Disgusted with myself, I chose partly friendly, partly disinterested.
“Yes.”
She was typing. “Still writing, I see.” Well, at least she had seen the words. Whoopee. After the way she had always acted towards my poetry – disinterest flavored with slight contempt – there was no real good path for this to follow.
“Hah,” I said. “Once in a while, when something hits me.”
We made small talk, the weather, did we still live in our respective states. I had an urge to discuss my current state of affairs – my career, promotions, the stocks and accounts I have and the things I own. I dismissed it all. I didn’t want to take her into my life, not even to shoot my mouth off about finances and figures. Once she broke trust for good, once she used everything she had to hurt as much as she could…there was no going back. She wanted to have those feelings again – friendships, relationships, a whole army of acquaintances and more. Hence the farming of MySpace, the old grade school friendships rehashed, the desperate reaching out for any and all takers. Maybe it was natural, or maybe it was pitiful, but I wasn’t taking part either way.
I kept her very much at arms length, an arm several thousand miles long.
“I’m getting married in Aug.”
She said it seemingly out of nowhere, and just like that, the bag was empty. This was the purpose. Why, I thought. To justify it, somehow? To undo all the words and thoughts from years ago, and make her relationship bonafide somehow? To get my approval? Or just to notify me, perhaps. There was no way to know – almost any communication she had with me, I was bound to over-analyze with honed psychological prowess – from years and years of trying to figure out what she meant, what she wanted, what made her do what she did. Every time I started walking that path, I had to pull myself back; That way lies destruction.
“’Grats,” I said nonchalantly. I wasn’t the least bit shocked by it – she had posted it proudly on MySpace for months, and she had always wanted to be married very badly. Aside from her own words those years ago, it made perfect sense – and with the frequency that she lied to me back then, I should have expected it as soon as they had reached the year mark.
Whatever she was looking for – friendship, understanding, interest – she wasn’t getting it. Or perhaps she was getting close to breaking that barrier again, to talking about everything all over again, which was something she seemingly regretted given the silence since. Either way, she said she had to go pack. I didn’t inquire where she was traveling to or why, because I didn’t care. But I told her congrats again, and that I hoped things worked out, to perhaps appear like less of a dick, yet enforce that dickishness in the same breath. I hope things work out. You know, because they won’t. Not that I give a fuck.

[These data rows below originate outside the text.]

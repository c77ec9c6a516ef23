//! Subcommand implementations.

use std::path::PathBuf;

use chrono::NaiveDate;
use civic_stats_analytics::daily::{dst_vs_crime, full_moon_vs_crime};
use civic_stats_analytics::income_vs_crime::income_vs_crime;
use civic_stats_analytics::race_vs_arrest::race_vs_arrest;
use civic_stats_analytics_models::{DailyRateReport, RaceVsArrestParams};
use civic_stats_cli_utils::{IndicatifProgress, MultiProgress};
use civic_stats_dataset_models::{ArrestRecord, CrimeRecord, DstInterval};
use civic_stats_datasets::arrest::load_arrests;
use civic_stats_datasets::crime::load_crimes;
use civic_stats_datasets::dst::load_dst;
use civic_stats_datasets::full_moon::load_full_moons;
use civic_stats_datasets::income::load_income;
use civic_stats_datasets::race::load_race;
use civic_stats_geography::reference::load_zip_table;
use civic_stats_geography::resolver::resolve;
use civic_stats_geography_models::GeoPoint;
use serde::Serialize;

use crate::CliError;
use crate::config::{Config, OutputFormat};
use crate::output::{open_sink, write_metric, write_rows};
use crate::zips::{Located, attach_zips};

/// Which dataset `clean` writes.
#[derive(Debug, Clone, Copy, PartialEq, Eq, clap::ValueEnum)]
pub enum CleanTarget {
    Arrests,
    Crimes,
    Income,
    Race,
    Dst,
    FullMoon,
}

/// Resolved settings shared by every subcommand.
pub struct Context<'a> {
    pub config: Config,
    pub format: OutputFormat,
    pub output: Option<PathBuf>,
    pub multi: &'a MultiProgress,
}

#[derive(Serialize)]
#[serde(rename_all = "camelCase")]
struct ResolvedZip<'a> {
    latitude: f64,
    longitude: f64,
    zip: &'a str,
}

#[derive(Serialize)]
struct FullMoonRow {
    date: NaiveDate,
}

impl Context<'_> {
    fn write_rows<T: Serialize>(&self, rows: &[T]) -> Result<(), CliError> {
        write_rows(rows, self.format, open_sink(self.output.as_deref())?)
    }

    fn with_zips<T: Located>(&self, records: Vec<T>) -> Result<Vec<T>, CliError> {
        let table = load_zip_table(self.config.datasets.zip_centroids()?)?;
        let progress = IndicatifProgress::rows_bar(self.multi, "Resolving zips");
        attach_zips(
            records,
            &table,
            self.config.resolver.skip_malformed,
            &*progress,
        )
    }

    fn arrests_with_zips(&self) -> Result<Vec<ArrestRecord>, CliError> {
        self.with_zips(load_arrests(self.config.datasets.arrests()?)?)
    }

    fn crimes_with_zips(&self) -> Result<Vec<CrimeRecord>, CliError> {
        self.with_zips(load_crimes(self.config.datasets.crimes()?)?)
    }

    fn write_daily(&self, title: &str, report: &DailyRateReport) -> Result<(), CliError> {
        if report.skipped_days > 0 {
            log::info!("{title}: {} days left out", report.skipped_days);
        }
        write_metric(
            title,
            &report.rows,
            self.format,
            open_sink(self.output.as_deref())?,
        )
    }
}

/// Prints the zip whose centroid is nearest to `(lat, lon)`.
///
/// # Errors
///
/// Fails if the zip table is not configured, cannot be loaded, or is empty.
pub fn resolve_point(ctx: &Context<'_>, lat: f64, lon: f64) -> Result<(), CliError> {
    let table = load_zip_table(ctx.config.datasets.zip_centroids()?)?;
    let zip = resolve(&GeoPoint::new(lat, lon), &table)?;
    ctx.write_rows(&[ResolvedZip {
        latitude: lat,
        longitude: lon,
        zip,
    }])
}

/// Writes one cleaned dataset.
///
/// # Errors
///
/// Fails if the dataset is not configured, does not clean, or zip
/// resolution aborts.
pub fn clean(ctx: &Context<'_>, target: CleanTarget, with_zips: bool) -> Result<(), CliError> {
    let paths = &ctx.config.datasets;
    if with_zips && !matches!(target, CleanTarget::Arrests | CleanTarget::Crimes) {
        log::warn!("--with-zips only applies to arrests and crimes; ignoring");
    }

    match target {
        CleanTarget::Arrests if with_zips => ctx.write_rows(&ctx.arrests_with_zips()?),
        CleanTarget::Arrests => ctx.write_rows(&load_arrests(paths.arrests()?)?),
        CleanTarget::Crimes if with_zips => ctx.write_rows(&ctx.crimes_with_zips()?),
        CleanTarget::Crimes => ctx.write_rows(&load_crimes(paths.crimes()?)?),
        CleanTarget::Income => ctx.write_rows(&load_income(paths.income()?)?),
        CleanTarget::Race => ctx.write_rows(&load_race(paths.race()?)?),
        CleanTarget::Dst => {
            let table = load_dst(paths.dst()?)?;
            let intervals: Vec<DstInterval> = table.intervals().copied().collect();
            ctx.write_rows(&intervals)
        }
        CleanTarget::FullMoon => {
            let calendar = load_full_moons(paths.full_moon()?)?;
            let rows: Vec<FullMoonRow> = calendar
                .dates()
                .map(|&date| FullMoonRow { date })
                .collect();
            ctx.write_rows(&rows)
        }
    }
}

/// Arrest rate for one charge group against one race share, per zip.
///
/// # Errors
///
/// Fails if a required dataset is missing or malformed, or the charge
/// group is blank.
pub fn race_vs_arrest_cmd(ctx: &Context<'_>, params: &RaceVsArrestParams) -> Result<(), CliError> {
    let race = load_race(ctx.config.datasets.race()?)?;
    let arrests = ctx.arrests_with_zips()?;
    let rows = race_vs_arrest(&arrests, &race, params)?;

    let title = format!(
        "{} arrests vs {} population",
        params.charge_group.trim(),
        params.race.label()
    );
    write_metric(
        &title,
        &rows,
        ctx.format,
        open_sink(ctx.output.as_deref())?,
    )
}

/// Crime rate per 1k residents against median income, per zip.
///
/// # Errors
///
/// Fails if a required dataset is missing or malformed.
pub fn income_vs_crime_cmd(ctx: &Context<'_>) -> Result<(), CliError> {
    let race = load_race(ctx.config.datasets.race()?)?;
    let income = load_income(ctx.config.datasets.income()?)?;
    let crimes = ctx.crimes_with_zips()?;
    let rows = income_vs_crime(&crimes, &race, &income);

    write_metric(
        "Median income vs crime rate",
        &rows,
        ctx.format,
        open_sink(ctx.output.as_deref())?,
    )
}

/// Average daily crime counts inside and outside DST.
///
/// # Errors
///
/// Fails if a required dataset is missing or malformed.
pub fn dst_vs_crime_cmd(ctx: &Context<'_>) -> Result<(), CliError> {
    let table = load_dst(ctx.config.datasets.dst()?)?;
    let crimes = load_crimes(ctx.config.datasets.crimes()?)?;
    let report = dst_vs_crime(&crimes, &table)?;
    ctx.write_daily("Crimes per day: DST vs standard time", &report)
}

/// Average daily crime counts on full-moon days against other days.
///
/// # Errors
///
/// Fails if a required dataset is missing or malformed.
pub fn full_moon_vs_crime_cmd(ctx: &Context<'_>) -> Result<(), CliError> {
    let calendar = load_full_moons(ctx.config.datasets.full_moon()?)?;
    let crimes = load_crimes(ctx.config.datasets.crimes()?)?;
    let report = full_moon_vs_crime(&crimes, &calendar);
    ctx.write_daily("Crimes per day: full moon vs other nights", &report)
}

#[cfg(test)]
pub(crate) mod tests {
    use std::path::Path;

    use civic_stats_analytics_models::{Chart, IncomeVsCrimeRow};
    use serde::de::DeserializeOwned;
    use tempfile::TempDir;

    use super::*;
    use crate::config::DatasetPaths;

    const ZIPS: &str = "ZIP,LAT,LNG\n90029,34.089854,-118.29472\n90704,33.391655,-118.42436\n";

    const ARRESTS: &str = "Report ID,Arrest Date,Charge Group Code,Charge Group Description,Location\n\
        1,2019-03-09T00:00:00.000,16,Narcotic Drug Laws,\"{'latitude': '34.09', 'longitude': '-118.29'}\"\n\
        2,2019-03-10T00:00:00.000,16,Narcotic Drug Laws,\"{'latitude': '33.4', 'longitude': '-118.4'}\"\n\
        3,2019-03-11T00:00:00.000,16,Narcotic Drug Laws,not a location\n\
        4,2019-03-12T00:00:00.000,,,\"{'latitude': '34.09', 'longitude': '-118.29'}\"\n";

    const CRIMES: &str = "DR Number,Date Occurred,Crime Code,Crime Code Description,Location\n\
        11,2019-01-01T00:00:00,510,VEHICLE - STOLEN,\"{'latitude': '34.09', 'longitude': '-118.29'}\"\n\
        12,2019-02-01T00:00:00,510,VEHICLE - STOLEN,\"{'latitude': '34.08', 'longitude': '-118.30'}\"\n\
        13,2019-03-01T00:00:00,624,BATTERY - SIMPLE ASSAULT,\"{'latitude': '34.10', 'longitude': '-118.28'}\"\n\
        14,2019-04-01T00:00:00,624,BATTERY - SIMPLE ASSAULT,\"{'latitude': '33.4', 'longitude': '-118.4'}\"\n";

    const RACE: &str = "Zip Code,Total Population,White,Black,American Indian,Asian,Pacific Islander,Other,Multiracial,Hispanic\n\
        90029,5000,1000,500,0,1000,0,0,0,2500\n\
        90704,500,400,0,0,0,0,0,0,100\n";

    const INCOME: &str = "Zip Code\tEstimated Median Income\n90029\t$30,000\n90704\t$80,000\n";

    pub(crate) struct Fixture {
        dir: TempDir,
        config: Config,
    }

    /// Writes a small set of source exports around two zips to a temp dir.
    pub(crate) fn fixture() -> Fixture {
        let dir = tempfile::tempdir().unwrap();
        let write = |name: &str, contents: &str| {
            let path = dir.path().join(name);
            std::fs::write(&path, contents).unwrap();
            Some(path)
        };

        let config = Config {
            datasets: DatasetPaths {
                arrests: write("arrests.csv", ARRESTS),
                crimes: write("crimes.csv", CRIMES),
                income: write("income.tsv", INCOME),
                race: write("race.csv", RACE),
                zip_centroids: write("zips.csv", ZIPS),
                ..DatasetPaths::default()
            },
            ..Config::default()
        };

        Fixture { dir, config }
    }

    impl Fixture {
        fn output_path(&self) -> PathBuf {
            self.dir.path().join("out")
        }

        pub(crate) fn context<'a>(
            &self,
            multi: &'a MultiProgress,
            format: OutputFormat,
        ) -> Context<'a> {
            Context {
                config: self.config.clone(),
                format,
                output: Some(self.output_path()),
                multi,
            }
        }

        pub(crate) fn read_csv_output<T: DeserializeOwned>(&self) -> Vec<T> {
            read_csv(&self.output_path())
        }
    }

    fn read_csv<T: DeserializeOwned>(path: &Path) -> Vec<T> {
        csv::Reader::from_path(path)
            .unwrap()
            .deserialize()
            .collect::<Result<_, _>>()
            .unwrap()
    }

    #[test]
    fn clean_arrests_with_zips_skips_malformed_locations() {
        let fixture = fixture();
        let multi = MultiProgress::new();
        let ctx = fixture.context(&multi, OutputFormat::Csv);

        clean(&ctx, CleanTarget::Arrests, true).unwrap();

        let records: Vec<ArrestRecord> = fixture.read_csv_output();
        let resolved: Vec<(&str, Option<&str>)> = records
            .iter()
            .map(|r| (r.report_id.as_str(), r.zip.as_deref()))
            .collect();
        assert_eq!(resolved, [("1", Some("90029")), ("2", Some("90704"))]);
        assert_eq!(
            records[0].location,
            "{'latitude': '34.09', 'longitude': '-118.29'}"
        );
    }

    #[test]
    fn clean_arrests_with_zips_aborts_when_not_skipping() {
        let mut fixture = fixture();
        fixture.config.resolver.skip_malformed = false;
        let multi = MultiProgress::new();
        let ctx = fixture.context(&multi, OutputFormat::Csv);

        assert!(matches!(
            clean(&ctx, CleanTarget::Arrests, true),
            Err(CliError::MalformedRow { row: 3, .. })
        ));
    }

    #[test]
    fn clean_without_zips_leaves_zip_empty() {
        let fixture = fixture();
        let multi = MultiProgress::new();
        let ctx = fixture.context(&multi, OutputFormat::Csv);

        clean(&ctx, CleanTarget::Crimes, false).unwrap();

        let records: Vec<CrimeRecord> = fixture.read_csv_output();
        assert_eq!(records.len(), 4);
        assert!(records.iter().all(|r| r.zip.is_none()));
        assert_eq!(records[0].crime_date, "2019-01-01");
    }

    #[test]
    fn income_vs_crime_writes_joined_rows() {
        let fixture = fixture();
        let multi = MultiProgress::new();
        let ctx = fixture.context(&multi, OutputFormat::Csv);

        income_vs_crime_cmd(&ctx).unwrap();

        let rows: Vec<IncomeVsCrimeRow> = fixture.read_csv_output();
        assert_eq!(rows.len(), 2);
        assert_eq!(rows[0].zip, "90029");
        assert_eq!(rows[0].income, 30_000);
        assert_eq!(rows[0].total_population, 5000);
        assert!((rows[0].crimes_per_year - 3.0).abs() < 1e-9);
        assert!((rows[0].crime_rate_per_1k - 0.6).abs() < 1e-9);
        assert_eq!(rows[1].zip, "90704");
        assert!((rows[1].crime_rate_per_1k - 2.0).abs() < 1e-9);
    }

    #[test]
    fn income_vs_crime_json_is_a_chart() {
        let fixture = fixture();
        let multi = MultiProgress::new();
        let ctx = fixture.context(&multi, OutputFormat::Json);

        income_vs_crime_cmd(&ctx).unwrap();

        let chart: Chart =
            serde_json::from_slice(&std::fs::read(fixture.output_path()).unwrap()).unwrap();
        assert_eq!(chart.title, "Median income vs crime rate");
        let points: Vec<(&str, &str)> = chart
            .points
            .iter()
            .map(|p| (p.category.as_str(), p.bucket.as_str()))
            .collect();
        assert_eq!(
            points,
            [
                ("Median income", "90029"),
                ("Crimes per 1k", "90029"),
                ("Median income", "90704"),
                ("Crimes per 1k", "90704"),
            ]
        );
    }

    #[test]
    fn missing_dataset_is_reported_by_key() {
        let fixture = fixture();
        let multi = MultiProgress::new();
        let ctx = fixture.context(&multi, OutputFormat::Csv);

        assert!(matches!(
            dst_vs_crime_cmd(&ctx),
            Err(CliError::MissingDataset { key: "dst" })
        ));
    }
}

After she was gone, I wondered what would happen next. Was that it? She was done, for life? Married, raising someone else’s five kids, my manic-depressive ex-love interest turned housewife was fulfilled. How horrible, I thought…yet, so nice to know where your life is going.

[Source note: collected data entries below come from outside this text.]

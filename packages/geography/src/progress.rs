//! Progress reporting for bulk resolution.
//!
//! Resolving zip codes for a full crime export touches millions of rows, so
//! the batch functions report progress through [`ProgressCallback`]. The
//! rendering backend (progress bars, log lines, nothing) is chosen by the
//! caller.

/// Trait for reporting progress from long-running operations.
///
/// Implementations must be `Send + Sync` because batch resolution calls
/// them from `rayon` worker threads.
pub trait ProgressCallback: Send + Sync {
    /// Set the total expected units of work (enables percentage/ETA).
    fn set_total(&self, total: u64);

    /// Advance progress by `delta` units.
    fn inc(&self, delta: u64);

    /// Update the message displayed alongside the progress indicator.
    fn set_message(&self, msg: String);

    /// Mark progress as complete with a final message.
    fn finish(&self, msg: String);
}

/// A no-op implementation of [`ProgressCallback`].
pub struct NullProgress;

impl ProgressCallback for NullProgress {
    fn set_total(&self, _total: u64) {}
    fn inc(&self, _delta: u64) {}
    fn set_message(&self, _msg: String) {}
    fn finish(&self, _msg: String) {}
}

All in all, I really didn’t know how to feel. I didn’t know what she wanted, and I really didn’t know what I wanted, either. Part of me wanted to sit down over coffee, to hear her apologize in person instead of six months previous over IM, maybe some sort of therapy applied like a gel on my soul. Part of me wanted to express that thrashing beast of hatred that I had held in check all that time, not unleashing it on her, not exposing all the lies to her family, her friends, the public.
Mostly, I just wanted to sit down and write. I picked up my guitar and called my girlfriend.